→ **EXERCISE PROMPT**
What is needed is an exact transcription of every record.

Stored items

>>>>

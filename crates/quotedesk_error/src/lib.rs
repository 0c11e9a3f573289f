//! Error types for the Quotedesk sheet assistant.
//!
//! Every error records the source location where it was created, so log
//! lines point at the call site that failed rather than at a `?`.

#![warn(missing_docs)]

mod extractor;
mod message;
mod sheet;

pub use extractor::{ExtractorError, ExtractorErrorKind};
pub use message::{ConfigError, HttpError, JsonError};
pub use sheet::{SheetError, SheetErrorKind};

/// Crate-level error variants.
#[derive(Debug, derive_more::From, derive_more::Display)]
pub enum QuotedeskErrorKind {
    /// HTTP error
    #[display("{}", _0)]
    Http(HttpError),
    /// JSON serialization/deserialization error
    #[display("{}", _0)]
    Json(JsonError),
    /// Configuration error
    #[display("{}", _0)]
    Config(ConfigError),
    /// Row store error
    #[display("{}", _0)]
    Sheet(SheetError),
    /// Intent extractor error
    #[display("{}", _0)]
    Extractor(ExtractorError),
}

/// Quotedesk error with kind discrimination.
#[derive(Debug)]
pub struct QuotedeskError(Box<QuotedeskErrorKind>);

impl QuotedeskError {
    /// Create a new error from a kind.
    pub fn new(kind: QuotedeskErrorKind) -> Self {
        Self(Box::new(kind))
    }

    /// Get the error kind.
    pub fn kind(&self) -> &QuotedeskErrorKind {
        &self.0
    }
}

impl std::fmt::Display for QuotedeskError {
    fn fmt(&self, f: &mut std::fmt::Formatter<'_>) -> std::fmt::Result {
        write!(f, "Quotedesk Error: {}", self.0)
    }
}

impl std::error::Error for QuotedeskError {}

impl<T> From<T> for QuotedeskError
where
    T: Into<QuotedeskErrorKind>,
{
    fn from(err: T) -> Self {
        Self::new(err.into())
    }
}

/// Result type for Quotedesk operations.
pub type QuotedeskResult<T> = std::result::Result<T, QuotedeskError>;
//! Request and response types for extractor calls.

use crate::Message;
use serde::{Deserialize, Serialize};

/// Generation request sent to the intent extractor.
#[derive(
    Debug,
    Clone,
    PartialEq,
    Serialize,
    Deserialize,
    Default,
    derive_getters::Getters,
    derive_builder::Builder,
)]
#[builder(setter(into), default)]
pub struct GenerateRequest {
    /// Conversation messages, system instructions first
    messages: Vec<Message>,
    /// Maximum tokens to generate
    max_tokens: Option<u32>,
    /// Sampling temperature
    temperature: Option<f32>,
    /// Model override
    model: Option<String>,
}

impl GenerateRequest {
    /// Returns a builder for constructing a GenerateRequest.
    pub fn builder() -> GenerateRequestBuilder {
        GenerateRequestBuilder::default()
    }
}

/// One output block produced by the extractor.
#[derive(Debug, Clone, PartialEq, Serialize, Deserialize)]
pub enum Output {
    /// Text output
    Text(String),
}

/// The unified response object.
#[derive(
    Debug, Clone, PartialEq, Serialize, Deserialize, derive_getters::Getters, derive_builder::Builder,
)]
#[builder(setter(into))]
pub struct GenerateResponse {
    /// Output blocks in order
    outputs: Vec<Output>,
}

impl GenerateResponse {
    /// Creates a response from output blocks.
    pub fn new(outputs: Vec<Output>) -> Self {
        Self { outputs }
    }

    /// Concatenated text of every text output, or `None` when there is none.
    pub fn text(&self) -> Option<String> {
        let texts: Vec<&str> = self
            .outputs
            .iter()
            .map(|output| match output {
                Output::Text(text) => text.as_str(),
            })
            .collect();

        if texts.is_empty() {
            None
        } else {
            Some(texts.join("\n"))
        }
    }
}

<<<<

→ **RESULT FOR THIS EXERCISE**
filename crates/quotedesk_error/src/lib.rs
repository 0c11e9a3f573289f
//! Error types for the Quotedesk sheet assistant.
//!
//! Every error records the source location where it was created, so log
//! lines point at the call site that failed rather than at a `?`.

#![warn(missing_docs)]

mod extractor;
mod message;
mod sheet;

pub use extractor::{ExtractorError, ExtractorErrorKind};
pub use message::{ConfigError, HttpError, JsonError};
pub use sheet::{SheetError, SheetErrorKind};

/// Crate-level error variants.
#[derive(Debug, derive_more::From, derive_more::Display)]
pub enum QuotedeskErrorKind {
    /// HTTP error
    #[display("{}", _0)]
    Http(HttpError),
    /// JSON serialization/deserialization error
    #[display("{}", _0)]
    Json(JsonError),
    /// Configuration error
    #[display("{}", _0)]
    Config(ConfigError),
    /// Row store error
    #[display("{}", _0)]
    Sheet(SheetError),
    /// Intent extractor error
    #[display("{}", _0)]
    Extractor(ExtractorError),
}

/// Quotedesk error with kind discrimination.
#[derive(Debug)]
pub struct QuotedeskError(Box<QuotedeskErrorKind>);

impl QuotedeskError {
    /// Create a new error from a kind.
    pub fn new(kind: QuotedeskErrorKind) -> Self {
        Self(Box::new(kind))
    }

    /// Get the error kind.
    pub fn kind(&self) -> &QuotedeskErrorKind {
        &self.0
    }
}

impl std::fmt::Display for QuotedeskError {
    fn fmt(&self, f: &mut std::fmt::Formatter<'_>) -> std::fmt::Result {
        write!(f, "Quotedesk Error: {}", self.0)
    }
}

impl std::error::Error for QuotedeskError {}

impl<T> From<T> for QuotedeskError
where
    T: Into<QuotedeskErrorKind>,
{
    fn from(err: T) -> Self {
        Self::new(err.into())
    }
}

/// Result type for Quotedesk operations.
pub type QuotedeskResult<T> = std::result::Result<T, QuotedeskError>;
//! Request and response types for extractor calls.

use crate::Message;
use serde::{Deserialize, Serialize};

/// Generation request sent to the intent extractor.
#[derive(
    Debug,
    Clone,
    PartialEq,
    Serialize,
    Deserialize,
    Default,
    derive_getters::Getters,
    derive_builder::Builder,
)]
#[builder(setter(into), default)]
pub struct GenerateRequest {
    /// Conversation messages, system instructions first
    messages: Vec<Message>,
    /// Maximum tokens to generate
    max_tokens: Option<u32>,
    /// Sampling temperature
    temperature: Option<f32>,
    /// Model override
    model: Option<String>,
}

impl GenerateRequest {
    /// Returns a builder for constructing a GenerateRequest.
    pub fn builder() -> GenerateRequestBuilder {
        GenerateRequestBuilder::default()
    }
}

/// One output block produced by the extractor.
#[derive(Debug, Clone, PartialEq, Serialize, Deserialize)]
pub enum Output {
    /// Text output
    Text(String),
}

/// The unified response object.
#[derive(
    Debug, Clone, PartialEq, Serialize, Deserialize, derive_getters::Getters, derive_builder::Builder,
)]
#[builder(setter(into))]
pub struct GenerateResponse {
    /// Output blocks in order
    outputs: Vec<Output>,
}

impl GenerateResponse {
    /// Creates a response from output blocks.
    pub fn new(outputs: Vec<Output>) -> Self {
        Self { outputs }
    }

    /// Concatenated text of every text output, or `None` when there is none.
    pub fn text(&self) -> Option<String> {
        let texts: Vec<&str> = self
            .outputs
            .iter()
            .map(|output| match output {
                Output::Text(text) => text.as_str(),
            })
            .collect();

        if texts.is_empty() {
            None
        } else {
            Some(texts.join("\n"))
        }
    }
}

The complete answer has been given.